Stored items
--- --- ---
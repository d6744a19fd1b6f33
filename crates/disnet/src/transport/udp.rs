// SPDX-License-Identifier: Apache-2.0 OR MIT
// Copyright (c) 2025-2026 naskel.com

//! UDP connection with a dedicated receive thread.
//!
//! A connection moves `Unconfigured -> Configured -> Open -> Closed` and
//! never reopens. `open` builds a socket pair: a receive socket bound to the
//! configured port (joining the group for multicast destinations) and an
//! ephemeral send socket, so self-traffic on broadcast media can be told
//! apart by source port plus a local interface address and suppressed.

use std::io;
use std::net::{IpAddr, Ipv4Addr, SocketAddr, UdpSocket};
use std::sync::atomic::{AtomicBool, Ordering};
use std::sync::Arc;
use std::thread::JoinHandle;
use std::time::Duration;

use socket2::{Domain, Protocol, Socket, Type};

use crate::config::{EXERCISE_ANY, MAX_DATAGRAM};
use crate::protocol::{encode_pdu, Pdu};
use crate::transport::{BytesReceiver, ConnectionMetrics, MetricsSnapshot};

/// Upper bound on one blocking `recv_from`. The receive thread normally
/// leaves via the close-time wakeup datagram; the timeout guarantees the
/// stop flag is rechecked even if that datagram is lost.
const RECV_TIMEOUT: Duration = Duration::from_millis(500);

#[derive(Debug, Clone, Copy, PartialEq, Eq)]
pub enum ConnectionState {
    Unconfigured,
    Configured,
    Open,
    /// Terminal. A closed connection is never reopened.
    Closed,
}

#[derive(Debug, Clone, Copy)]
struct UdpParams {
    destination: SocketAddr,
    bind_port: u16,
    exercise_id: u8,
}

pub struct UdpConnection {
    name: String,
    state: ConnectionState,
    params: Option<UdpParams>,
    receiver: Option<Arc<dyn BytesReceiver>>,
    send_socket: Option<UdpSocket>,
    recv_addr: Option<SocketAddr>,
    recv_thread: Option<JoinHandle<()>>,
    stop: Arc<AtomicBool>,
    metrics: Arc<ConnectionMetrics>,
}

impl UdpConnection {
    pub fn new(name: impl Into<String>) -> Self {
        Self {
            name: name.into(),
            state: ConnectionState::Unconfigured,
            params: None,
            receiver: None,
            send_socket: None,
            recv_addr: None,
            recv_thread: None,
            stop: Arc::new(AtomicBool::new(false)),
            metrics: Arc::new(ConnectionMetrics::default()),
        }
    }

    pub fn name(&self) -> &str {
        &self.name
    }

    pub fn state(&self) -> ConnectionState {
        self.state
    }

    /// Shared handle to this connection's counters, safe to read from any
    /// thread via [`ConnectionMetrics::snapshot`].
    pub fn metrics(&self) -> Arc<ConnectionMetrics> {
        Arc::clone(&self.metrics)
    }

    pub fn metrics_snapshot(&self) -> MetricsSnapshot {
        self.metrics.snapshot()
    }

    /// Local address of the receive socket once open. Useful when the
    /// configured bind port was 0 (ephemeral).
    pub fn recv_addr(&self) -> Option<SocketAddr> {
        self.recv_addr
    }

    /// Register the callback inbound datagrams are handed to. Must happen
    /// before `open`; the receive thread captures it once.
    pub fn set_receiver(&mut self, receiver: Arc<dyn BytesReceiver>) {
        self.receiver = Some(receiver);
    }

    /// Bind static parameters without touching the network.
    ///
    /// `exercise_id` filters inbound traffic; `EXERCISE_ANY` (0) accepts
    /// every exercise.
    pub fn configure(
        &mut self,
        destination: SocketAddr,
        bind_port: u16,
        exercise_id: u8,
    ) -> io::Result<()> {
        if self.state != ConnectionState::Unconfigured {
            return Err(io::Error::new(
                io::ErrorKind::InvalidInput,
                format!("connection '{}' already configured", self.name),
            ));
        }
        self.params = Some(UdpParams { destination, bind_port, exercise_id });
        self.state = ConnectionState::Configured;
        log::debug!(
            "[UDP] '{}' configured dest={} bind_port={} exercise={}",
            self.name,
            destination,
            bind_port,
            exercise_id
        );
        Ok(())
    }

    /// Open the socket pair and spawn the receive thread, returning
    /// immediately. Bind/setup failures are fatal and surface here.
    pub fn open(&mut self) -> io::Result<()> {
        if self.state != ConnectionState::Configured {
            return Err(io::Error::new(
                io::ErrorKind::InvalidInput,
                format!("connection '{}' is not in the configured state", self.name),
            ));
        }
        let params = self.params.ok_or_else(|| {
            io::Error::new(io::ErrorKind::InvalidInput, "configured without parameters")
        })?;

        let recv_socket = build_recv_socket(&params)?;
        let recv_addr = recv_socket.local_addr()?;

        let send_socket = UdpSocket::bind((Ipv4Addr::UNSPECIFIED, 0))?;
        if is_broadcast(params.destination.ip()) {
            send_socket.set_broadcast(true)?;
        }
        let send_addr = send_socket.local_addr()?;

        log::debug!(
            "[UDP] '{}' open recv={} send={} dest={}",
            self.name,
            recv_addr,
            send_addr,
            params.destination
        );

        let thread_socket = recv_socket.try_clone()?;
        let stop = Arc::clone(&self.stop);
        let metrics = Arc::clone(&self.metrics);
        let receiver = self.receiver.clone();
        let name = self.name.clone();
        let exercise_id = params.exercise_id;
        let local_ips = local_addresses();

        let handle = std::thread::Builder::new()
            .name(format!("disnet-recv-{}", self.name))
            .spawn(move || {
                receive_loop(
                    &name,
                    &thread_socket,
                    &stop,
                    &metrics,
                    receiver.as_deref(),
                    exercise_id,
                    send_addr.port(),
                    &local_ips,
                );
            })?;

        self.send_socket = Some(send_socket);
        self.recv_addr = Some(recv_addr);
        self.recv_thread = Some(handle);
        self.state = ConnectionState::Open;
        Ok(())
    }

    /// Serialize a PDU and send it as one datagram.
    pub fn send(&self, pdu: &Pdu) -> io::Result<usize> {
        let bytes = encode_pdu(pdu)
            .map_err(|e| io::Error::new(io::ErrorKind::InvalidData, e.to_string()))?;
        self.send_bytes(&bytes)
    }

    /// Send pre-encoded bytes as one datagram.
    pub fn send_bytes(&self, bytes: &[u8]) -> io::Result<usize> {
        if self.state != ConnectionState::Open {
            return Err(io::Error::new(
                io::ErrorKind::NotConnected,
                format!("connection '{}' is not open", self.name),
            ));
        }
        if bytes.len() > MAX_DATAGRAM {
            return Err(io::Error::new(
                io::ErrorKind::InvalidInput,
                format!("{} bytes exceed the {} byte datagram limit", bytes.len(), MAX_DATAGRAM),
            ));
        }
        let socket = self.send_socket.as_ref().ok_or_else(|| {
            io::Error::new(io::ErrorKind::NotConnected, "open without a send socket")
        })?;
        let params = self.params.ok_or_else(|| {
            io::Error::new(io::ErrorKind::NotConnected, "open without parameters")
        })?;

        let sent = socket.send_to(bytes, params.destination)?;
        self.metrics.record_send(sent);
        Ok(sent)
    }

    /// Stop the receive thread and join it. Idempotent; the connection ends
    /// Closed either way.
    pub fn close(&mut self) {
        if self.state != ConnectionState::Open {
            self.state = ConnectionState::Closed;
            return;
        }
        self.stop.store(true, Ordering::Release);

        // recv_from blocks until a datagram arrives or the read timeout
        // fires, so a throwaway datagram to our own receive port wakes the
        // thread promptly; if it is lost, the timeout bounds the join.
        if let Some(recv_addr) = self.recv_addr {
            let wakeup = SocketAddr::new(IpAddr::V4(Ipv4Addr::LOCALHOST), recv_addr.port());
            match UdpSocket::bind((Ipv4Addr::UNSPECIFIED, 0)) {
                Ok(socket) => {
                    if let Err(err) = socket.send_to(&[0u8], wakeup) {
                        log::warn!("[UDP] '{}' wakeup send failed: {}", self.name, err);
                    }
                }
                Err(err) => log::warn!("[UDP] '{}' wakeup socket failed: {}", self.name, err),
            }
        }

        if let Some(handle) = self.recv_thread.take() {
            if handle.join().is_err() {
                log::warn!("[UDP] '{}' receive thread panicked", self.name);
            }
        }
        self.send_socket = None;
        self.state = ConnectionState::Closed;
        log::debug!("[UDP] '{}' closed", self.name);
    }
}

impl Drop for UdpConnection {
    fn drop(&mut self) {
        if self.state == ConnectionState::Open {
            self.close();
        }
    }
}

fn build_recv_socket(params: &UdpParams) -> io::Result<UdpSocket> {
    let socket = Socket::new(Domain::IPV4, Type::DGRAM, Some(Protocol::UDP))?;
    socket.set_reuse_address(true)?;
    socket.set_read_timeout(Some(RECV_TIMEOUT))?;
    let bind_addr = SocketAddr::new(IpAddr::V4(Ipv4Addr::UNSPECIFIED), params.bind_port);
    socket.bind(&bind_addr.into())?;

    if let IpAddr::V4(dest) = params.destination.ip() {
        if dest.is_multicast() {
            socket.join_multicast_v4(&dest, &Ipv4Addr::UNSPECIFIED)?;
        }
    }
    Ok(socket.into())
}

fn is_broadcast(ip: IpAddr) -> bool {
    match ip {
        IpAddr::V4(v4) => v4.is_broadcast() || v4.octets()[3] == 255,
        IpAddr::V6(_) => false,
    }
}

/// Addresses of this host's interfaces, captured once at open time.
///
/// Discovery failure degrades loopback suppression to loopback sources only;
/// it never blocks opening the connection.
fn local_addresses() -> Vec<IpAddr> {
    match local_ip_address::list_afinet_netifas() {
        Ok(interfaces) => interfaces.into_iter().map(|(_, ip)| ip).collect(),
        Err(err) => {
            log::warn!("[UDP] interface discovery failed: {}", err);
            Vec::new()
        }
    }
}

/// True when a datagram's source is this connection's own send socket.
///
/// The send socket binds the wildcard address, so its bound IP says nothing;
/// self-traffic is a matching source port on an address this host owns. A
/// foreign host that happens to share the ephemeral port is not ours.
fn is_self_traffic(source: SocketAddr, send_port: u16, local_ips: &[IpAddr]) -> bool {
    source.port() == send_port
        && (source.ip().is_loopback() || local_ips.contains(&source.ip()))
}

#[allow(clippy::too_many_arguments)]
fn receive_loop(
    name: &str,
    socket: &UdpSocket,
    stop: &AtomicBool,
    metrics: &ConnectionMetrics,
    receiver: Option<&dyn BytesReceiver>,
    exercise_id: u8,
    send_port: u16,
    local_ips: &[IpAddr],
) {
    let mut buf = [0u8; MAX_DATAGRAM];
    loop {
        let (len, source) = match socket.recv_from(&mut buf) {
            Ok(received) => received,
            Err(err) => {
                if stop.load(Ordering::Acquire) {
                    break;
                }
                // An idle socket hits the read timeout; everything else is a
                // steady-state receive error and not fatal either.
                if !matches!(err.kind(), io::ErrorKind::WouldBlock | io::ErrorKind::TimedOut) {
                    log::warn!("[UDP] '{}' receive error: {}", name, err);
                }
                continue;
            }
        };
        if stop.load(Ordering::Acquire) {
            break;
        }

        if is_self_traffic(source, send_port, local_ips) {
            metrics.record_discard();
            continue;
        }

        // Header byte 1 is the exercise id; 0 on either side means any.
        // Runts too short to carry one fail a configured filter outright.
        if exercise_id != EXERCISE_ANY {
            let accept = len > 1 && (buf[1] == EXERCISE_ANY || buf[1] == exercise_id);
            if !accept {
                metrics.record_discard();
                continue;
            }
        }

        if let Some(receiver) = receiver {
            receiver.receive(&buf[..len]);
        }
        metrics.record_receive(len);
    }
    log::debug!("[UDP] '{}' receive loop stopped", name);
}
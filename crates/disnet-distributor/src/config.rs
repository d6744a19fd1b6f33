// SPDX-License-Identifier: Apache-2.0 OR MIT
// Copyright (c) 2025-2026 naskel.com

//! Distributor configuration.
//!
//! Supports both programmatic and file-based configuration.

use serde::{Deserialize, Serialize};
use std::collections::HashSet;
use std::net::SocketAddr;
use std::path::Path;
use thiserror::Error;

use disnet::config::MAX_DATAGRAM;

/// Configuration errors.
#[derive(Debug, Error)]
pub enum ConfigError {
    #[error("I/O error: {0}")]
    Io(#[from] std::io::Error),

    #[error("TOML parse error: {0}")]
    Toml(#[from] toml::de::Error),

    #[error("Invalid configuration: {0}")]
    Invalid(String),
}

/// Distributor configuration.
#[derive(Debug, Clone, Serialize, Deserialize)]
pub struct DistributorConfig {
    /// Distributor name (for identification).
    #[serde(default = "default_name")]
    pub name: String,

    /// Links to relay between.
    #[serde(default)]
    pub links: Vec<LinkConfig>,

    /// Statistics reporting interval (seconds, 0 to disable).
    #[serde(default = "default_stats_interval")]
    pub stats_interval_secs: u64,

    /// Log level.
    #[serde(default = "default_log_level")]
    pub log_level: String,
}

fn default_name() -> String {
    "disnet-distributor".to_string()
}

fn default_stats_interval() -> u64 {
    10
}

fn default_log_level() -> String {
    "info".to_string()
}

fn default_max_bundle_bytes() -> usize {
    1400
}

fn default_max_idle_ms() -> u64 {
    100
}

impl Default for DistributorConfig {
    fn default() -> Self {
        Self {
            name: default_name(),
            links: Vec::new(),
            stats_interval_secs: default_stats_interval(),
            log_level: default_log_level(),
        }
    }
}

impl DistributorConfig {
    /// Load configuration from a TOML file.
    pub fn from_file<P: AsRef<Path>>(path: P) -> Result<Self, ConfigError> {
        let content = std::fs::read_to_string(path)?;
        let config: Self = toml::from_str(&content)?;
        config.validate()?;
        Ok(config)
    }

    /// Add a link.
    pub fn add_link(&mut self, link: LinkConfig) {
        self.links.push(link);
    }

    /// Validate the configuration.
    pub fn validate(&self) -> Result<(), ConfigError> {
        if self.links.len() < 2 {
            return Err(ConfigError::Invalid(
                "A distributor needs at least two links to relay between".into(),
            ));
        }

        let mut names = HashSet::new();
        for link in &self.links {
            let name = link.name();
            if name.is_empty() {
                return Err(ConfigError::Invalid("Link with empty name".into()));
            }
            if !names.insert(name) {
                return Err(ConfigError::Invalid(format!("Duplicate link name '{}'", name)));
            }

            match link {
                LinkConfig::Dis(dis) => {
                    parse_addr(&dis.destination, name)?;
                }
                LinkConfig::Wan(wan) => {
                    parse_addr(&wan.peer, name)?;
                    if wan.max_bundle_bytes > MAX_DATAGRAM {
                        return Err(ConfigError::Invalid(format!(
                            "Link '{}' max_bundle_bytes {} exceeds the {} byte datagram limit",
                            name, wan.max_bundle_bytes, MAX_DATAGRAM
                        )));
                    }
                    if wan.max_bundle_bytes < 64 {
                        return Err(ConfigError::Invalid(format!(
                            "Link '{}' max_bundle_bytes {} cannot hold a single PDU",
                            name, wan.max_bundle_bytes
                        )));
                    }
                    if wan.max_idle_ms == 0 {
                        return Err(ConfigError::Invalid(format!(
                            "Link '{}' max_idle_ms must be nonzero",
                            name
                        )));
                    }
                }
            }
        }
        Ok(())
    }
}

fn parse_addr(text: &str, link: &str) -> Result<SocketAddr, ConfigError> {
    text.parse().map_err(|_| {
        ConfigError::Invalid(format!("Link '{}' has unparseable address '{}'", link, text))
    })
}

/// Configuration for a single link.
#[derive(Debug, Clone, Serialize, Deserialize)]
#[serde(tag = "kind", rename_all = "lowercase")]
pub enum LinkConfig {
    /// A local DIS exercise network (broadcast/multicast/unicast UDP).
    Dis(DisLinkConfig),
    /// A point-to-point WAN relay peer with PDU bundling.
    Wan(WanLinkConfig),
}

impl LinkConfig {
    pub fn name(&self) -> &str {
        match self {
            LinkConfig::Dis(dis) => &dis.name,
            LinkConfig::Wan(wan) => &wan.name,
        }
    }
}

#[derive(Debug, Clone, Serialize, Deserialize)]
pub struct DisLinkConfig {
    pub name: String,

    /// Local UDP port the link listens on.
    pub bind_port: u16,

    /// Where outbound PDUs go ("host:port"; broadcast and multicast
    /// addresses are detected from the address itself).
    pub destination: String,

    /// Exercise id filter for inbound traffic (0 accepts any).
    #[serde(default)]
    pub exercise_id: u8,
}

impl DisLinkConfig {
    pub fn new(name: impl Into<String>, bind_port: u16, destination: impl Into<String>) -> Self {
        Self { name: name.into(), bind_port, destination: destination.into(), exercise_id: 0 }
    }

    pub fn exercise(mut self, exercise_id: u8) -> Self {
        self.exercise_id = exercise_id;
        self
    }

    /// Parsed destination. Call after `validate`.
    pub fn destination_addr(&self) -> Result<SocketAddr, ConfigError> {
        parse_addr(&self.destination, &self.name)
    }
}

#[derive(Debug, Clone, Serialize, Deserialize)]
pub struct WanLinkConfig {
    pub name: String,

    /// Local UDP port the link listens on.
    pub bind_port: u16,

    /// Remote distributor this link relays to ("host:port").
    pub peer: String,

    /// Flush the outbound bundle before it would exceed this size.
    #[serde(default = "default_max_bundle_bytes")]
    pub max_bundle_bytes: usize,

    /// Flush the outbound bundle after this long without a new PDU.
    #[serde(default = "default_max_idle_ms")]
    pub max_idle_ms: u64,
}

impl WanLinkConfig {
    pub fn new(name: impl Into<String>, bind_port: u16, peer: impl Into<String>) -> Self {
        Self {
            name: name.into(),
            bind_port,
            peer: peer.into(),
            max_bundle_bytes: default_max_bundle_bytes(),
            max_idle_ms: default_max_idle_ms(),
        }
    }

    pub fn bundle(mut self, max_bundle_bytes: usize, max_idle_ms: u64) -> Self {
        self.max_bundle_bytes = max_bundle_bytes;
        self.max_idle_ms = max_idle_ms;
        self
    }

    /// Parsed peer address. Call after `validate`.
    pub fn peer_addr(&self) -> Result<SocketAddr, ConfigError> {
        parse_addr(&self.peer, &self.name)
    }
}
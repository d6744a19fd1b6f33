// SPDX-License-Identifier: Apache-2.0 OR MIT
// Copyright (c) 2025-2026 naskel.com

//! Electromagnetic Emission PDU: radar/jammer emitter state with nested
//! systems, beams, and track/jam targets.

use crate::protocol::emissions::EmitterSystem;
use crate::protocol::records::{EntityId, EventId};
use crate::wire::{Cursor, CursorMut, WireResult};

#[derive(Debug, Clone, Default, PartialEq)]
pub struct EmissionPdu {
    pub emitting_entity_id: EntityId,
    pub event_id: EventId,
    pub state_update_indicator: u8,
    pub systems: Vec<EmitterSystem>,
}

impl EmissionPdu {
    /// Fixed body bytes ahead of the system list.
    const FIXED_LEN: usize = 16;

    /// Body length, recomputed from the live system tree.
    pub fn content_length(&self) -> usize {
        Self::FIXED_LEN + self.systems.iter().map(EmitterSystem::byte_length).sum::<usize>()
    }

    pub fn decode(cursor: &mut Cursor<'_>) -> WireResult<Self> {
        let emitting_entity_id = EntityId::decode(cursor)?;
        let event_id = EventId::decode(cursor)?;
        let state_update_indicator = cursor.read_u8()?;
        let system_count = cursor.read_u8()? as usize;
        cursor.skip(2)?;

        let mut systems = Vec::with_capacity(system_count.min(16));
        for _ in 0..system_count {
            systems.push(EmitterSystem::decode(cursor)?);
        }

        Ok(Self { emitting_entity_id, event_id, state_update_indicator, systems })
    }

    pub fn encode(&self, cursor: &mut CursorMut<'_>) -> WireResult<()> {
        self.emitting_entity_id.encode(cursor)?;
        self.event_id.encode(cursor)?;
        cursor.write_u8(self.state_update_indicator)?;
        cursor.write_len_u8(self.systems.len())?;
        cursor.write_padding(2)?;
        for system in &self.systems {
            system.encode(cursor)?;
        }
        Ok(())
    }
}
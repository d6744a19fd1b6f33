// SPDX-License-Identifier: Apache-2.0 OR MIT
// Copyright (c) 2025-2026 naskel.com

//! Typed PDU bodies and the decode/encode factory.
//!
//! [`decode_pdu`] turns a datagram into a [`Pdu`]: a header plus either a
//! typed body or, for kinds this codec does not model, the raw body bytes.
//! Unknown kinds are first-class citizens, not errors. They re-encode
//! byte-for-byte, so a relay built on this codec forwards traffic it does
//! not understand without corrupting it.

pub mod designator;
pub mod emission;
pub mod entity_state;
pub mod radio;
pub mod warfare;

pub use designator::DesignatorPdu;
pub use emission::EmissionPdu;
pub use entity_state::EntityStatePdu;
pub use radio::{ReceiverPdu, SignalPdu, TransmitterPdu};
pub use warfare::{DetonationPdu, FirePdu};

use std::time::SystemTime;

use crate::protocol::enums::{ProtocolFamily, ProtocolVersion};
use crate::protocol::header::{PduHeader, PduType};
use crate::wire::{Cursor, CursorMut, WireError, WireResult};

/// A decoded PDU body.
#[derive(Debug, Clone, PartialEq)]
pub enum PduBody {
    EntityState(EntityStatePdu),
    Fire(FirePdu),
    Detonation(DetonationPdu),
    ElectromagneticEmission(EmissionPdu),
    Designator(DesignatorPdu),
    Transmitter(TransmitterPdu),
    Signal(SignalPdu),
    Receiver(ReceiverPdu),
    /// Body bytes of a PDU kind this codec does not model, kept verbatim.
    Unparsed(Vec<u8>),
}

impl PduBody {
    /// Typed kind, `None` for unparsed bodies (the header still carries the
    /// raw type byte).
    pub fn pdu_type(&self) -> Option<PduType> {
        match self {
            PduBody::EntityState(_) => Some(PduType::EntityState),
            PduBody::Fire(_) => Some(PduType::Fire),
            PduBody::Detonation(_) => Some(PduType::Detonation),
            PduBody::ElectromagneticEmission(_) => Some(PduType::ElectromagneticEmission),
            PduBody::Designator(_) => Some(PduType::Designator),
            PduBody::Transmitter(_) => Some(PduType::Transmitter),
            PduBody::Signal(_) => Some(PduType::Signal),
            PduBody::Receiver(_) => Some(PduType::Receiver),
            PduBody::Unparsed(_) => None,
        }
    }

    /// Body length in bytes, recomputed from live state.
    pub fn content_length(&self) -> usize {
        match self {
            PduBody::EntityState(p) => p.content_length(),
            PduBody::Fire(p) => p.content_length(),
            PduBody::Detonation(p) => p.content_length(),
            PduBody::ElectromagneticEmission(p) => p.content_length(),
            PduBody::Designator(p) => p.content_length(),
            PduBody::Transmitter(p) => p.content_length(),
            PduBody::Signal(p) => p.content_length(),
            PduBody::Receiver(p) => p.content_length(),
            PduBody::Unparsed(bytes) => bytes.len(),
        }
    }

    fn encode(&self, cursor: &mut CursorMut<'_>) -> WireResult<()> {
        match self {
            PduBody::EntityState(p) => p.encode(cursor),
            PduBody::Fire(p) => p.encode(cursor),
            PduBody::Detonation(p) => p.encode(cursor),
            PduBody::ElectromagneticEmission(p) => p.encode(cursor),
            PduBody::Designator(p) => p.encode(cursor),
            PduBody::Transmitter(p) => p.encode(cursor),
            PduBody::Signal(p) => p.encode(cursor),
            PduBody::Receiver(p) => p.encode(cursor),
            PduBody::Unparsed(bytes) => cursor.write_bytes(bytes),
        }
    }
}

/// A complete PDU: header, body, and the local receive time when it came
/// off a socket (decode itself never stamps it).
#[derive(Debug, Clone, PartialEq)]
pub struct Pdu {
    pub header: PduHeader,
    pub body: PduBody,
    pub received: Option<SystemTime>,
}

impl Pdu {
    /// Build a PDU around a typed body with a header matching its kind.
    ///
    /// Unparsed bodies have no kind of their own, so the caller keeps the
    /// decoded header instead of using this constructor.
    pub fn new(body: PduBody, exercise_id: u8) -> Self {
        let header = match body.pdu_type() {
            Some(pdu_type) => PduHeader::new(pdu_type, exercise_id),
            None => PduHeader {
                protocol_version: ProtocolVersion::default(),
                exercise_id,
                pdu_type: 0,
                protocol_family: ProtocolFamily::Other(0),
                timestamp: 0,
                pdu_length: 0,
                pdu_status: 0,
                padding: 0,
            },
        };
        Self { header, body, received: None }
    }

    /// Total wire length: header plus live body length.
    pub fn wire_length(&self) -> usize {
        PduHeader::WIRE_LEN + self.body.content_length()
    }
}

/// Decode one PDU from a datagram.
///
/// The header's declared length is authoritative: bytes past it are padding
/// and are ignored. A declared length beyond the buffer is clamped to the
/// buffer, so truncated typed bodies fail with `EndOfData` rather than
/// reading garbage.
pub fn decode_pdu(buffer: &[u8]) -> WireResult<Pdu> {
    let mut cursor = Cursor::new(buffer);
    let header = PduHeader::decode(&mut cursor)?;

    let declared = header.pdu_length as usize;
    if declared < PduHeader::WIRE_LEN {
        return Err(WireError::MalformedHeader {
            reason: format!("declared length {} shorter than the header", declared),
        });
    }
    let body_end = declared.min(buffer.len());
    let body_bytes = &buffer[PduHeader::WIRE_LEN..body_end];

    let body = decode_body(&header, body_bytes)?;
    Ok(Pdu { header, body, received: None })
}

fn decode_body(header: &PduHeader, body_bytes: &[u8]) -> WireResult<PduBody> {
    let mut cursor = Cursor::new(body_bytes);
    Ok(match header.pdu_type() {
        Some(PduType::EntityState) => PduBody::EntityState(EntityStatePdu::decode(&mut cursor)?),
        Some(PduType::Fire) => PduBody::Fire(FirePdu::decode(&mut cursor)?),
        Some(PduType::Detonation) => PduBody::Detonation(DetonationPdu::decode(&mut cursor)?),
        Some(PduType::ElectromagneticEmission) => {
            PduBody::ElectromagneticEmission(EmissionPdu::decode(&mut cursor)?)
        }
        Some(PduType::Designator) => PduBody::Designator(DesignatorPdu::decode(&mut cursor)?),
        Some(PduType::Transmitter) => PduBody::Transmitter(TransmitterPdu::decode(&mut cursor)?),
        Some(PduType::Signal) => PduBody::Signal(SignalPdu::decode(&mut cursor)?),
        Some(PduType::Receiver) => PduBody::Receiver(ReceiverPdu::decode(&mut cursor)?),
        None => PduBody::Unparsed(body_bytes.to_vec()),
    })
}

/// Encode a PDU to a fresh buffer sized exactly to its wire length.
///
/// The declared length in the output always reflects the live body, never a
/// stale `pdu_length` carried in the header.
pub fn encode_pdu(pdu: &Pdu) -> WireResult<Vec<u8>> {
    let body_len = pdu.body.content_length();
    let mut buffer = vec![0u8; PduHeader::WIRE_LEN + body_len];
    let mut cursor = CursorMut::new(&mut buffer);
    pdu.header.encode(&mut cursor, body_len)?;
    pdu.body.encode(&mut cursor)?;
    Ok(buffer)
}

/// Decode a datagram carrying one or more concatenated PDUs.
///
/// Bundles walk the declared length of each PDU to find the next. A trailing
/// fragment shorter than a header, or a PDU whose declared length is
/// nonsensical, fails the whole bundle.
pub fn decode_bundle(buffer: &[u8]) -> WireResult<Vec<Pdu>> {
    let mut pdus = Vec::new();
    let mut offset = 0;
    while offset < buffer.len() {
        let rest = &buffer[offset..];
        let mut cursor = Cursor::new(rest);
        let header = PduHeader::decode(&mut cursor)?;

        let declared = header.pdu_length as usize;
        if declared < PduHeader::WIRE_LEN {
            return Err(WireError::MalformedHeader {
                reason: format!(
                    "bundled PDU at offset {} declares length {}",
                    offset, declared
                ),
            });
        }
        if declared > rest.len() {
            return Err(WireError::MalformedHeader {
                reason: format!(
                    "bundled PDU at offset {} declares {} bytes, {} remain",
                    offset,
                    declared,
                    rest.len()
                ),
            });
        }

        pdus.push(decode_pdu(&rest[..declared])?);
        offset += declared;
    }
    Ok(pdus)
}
--- --- ---
_PROBLEM TO SOLVE_:
Copy out the lines above with "TransmitterPdu" in them.

_OUTPUT BELOW_:
pub use radio::{ReceiverPdu, SignalPdu, TransmitterPdu};
    Transmitter(TransmitterPdu),
        Some(PduType::Transmitter) => PduBody::Transmitter(TransmitterPdu::decode(&mut cursor)?),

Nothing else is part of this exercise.